▸ AIM OF THE TASK: From the data below, retype exactly the lines starting with the one that contains "let hash: Option<String>" and ending with the one that contains "the item's default", both included.

(Saved entries)
■ ■ ■
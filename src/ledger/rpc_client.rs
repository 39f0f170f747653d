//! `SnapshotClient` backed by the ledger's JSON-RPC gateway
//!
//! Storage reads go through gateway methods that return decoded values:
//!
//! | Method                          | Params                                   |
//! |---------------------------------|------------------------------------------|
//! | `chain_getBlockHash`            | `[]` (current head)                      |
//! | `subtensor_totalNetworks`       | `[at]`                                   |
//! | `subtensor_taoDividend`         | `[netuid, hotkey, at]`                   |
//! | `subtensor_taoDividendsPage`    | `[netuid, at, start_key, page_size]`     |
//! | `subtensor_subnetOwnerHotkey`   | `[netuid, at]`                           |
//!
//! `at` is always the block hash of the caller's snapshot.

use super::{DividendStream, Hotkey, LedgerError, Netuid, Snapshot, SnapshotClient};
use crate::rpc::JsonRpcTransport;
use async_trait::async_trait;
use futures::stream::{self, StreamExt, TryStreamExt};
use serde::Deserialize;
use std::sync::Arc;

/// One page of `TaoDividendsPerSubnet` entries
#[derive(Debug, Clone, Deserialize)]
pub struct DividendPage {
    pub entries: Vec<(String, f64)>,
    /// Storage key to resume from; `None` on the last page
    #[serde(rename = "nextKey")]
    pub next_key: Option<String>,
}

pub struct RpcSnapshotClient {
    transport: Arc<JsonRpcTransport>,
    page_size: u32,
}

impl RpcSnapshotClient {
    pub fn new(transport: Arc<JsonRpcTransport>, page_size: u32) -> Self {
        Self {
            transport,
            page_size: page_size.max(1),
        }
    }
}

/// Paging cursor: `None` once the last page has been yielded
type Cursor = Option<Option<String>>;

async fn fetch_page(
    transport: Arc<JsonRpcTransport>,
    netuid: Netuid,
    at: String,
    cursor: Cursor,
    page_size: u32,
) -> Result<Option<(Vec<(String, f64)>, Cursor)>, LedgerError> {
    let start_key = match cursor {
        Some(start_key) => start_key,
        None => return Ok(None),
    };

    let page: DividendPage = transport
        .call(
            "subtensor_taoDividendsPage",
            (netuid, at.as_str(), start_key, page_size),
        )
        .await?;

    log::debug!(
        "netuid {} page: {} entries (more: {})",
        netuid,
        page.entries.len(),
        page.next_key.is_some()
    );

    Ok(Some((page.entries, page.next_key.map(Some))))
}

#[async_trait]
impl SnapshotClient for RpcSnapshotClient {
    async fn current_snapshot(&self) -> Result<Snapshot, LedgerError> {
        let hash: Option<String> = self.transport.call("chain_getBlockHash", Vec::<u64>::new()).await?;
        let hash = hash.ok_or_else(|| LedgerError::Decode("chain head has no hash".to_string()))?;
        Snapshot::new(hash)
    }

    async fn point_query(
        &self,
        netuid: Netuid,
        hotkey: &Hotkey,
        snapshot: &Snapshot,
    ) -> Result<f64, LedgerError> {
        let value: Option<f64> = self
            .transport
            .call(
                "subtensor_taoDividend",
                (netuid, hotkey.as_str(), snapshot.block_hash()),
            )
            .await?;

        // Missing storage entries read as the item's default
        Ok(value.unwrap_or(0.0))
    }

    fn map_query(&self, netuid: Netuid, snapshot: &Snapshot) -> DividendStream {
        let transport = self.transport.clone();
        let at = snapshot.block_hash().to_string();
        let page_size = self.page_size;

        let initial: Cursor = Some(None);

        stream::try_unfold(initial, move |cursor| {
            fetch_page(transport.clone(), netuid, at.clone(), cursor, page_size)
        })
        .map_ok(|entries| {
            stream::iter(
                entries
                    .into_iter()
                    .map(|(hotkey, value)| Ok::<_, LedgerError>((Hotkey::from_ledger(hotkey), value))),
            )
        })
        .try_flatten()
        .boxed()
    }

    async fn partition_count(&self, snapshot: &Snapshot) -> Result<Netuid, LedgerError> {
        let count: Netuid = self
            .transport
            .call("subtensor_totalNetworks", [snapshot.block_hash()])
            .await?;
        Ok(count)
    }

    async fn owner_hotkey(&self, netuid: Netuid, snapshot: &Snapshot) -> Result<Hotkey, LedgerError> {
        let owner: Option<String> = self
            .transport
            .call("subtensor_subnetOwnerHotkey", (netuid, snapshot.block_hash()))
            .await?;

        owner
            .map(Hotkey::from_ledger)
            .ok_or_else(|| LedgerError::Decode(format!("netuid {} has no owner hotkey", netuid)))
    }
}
■ ■ ■
▸ FINISHED TASK:
        let hash: Option<String> = self.transport.call("chain_getBlockHash", Vec::<u64>::new()).await?;
        let hash = hash.ok_or_else(|| LedgerError::Decode("chain head has no hash".to_string()))?;
        Snapshot::new(hash)
    }

    async fn point_query(
        &self,
        netuid: Netuid,
        hotkey: &Hotkey,
        snapshot: &Snapshot,
    ) -> Result<f64, LedgerError> {
        let value: Option<f64> = self
            .transport
            .call(
                "subtensor_taoDividend",
                (netuid, hotkey.as_str(), snapshot.block_hash()),
            )
            .await?;

        // Missing storage entries read as the item's default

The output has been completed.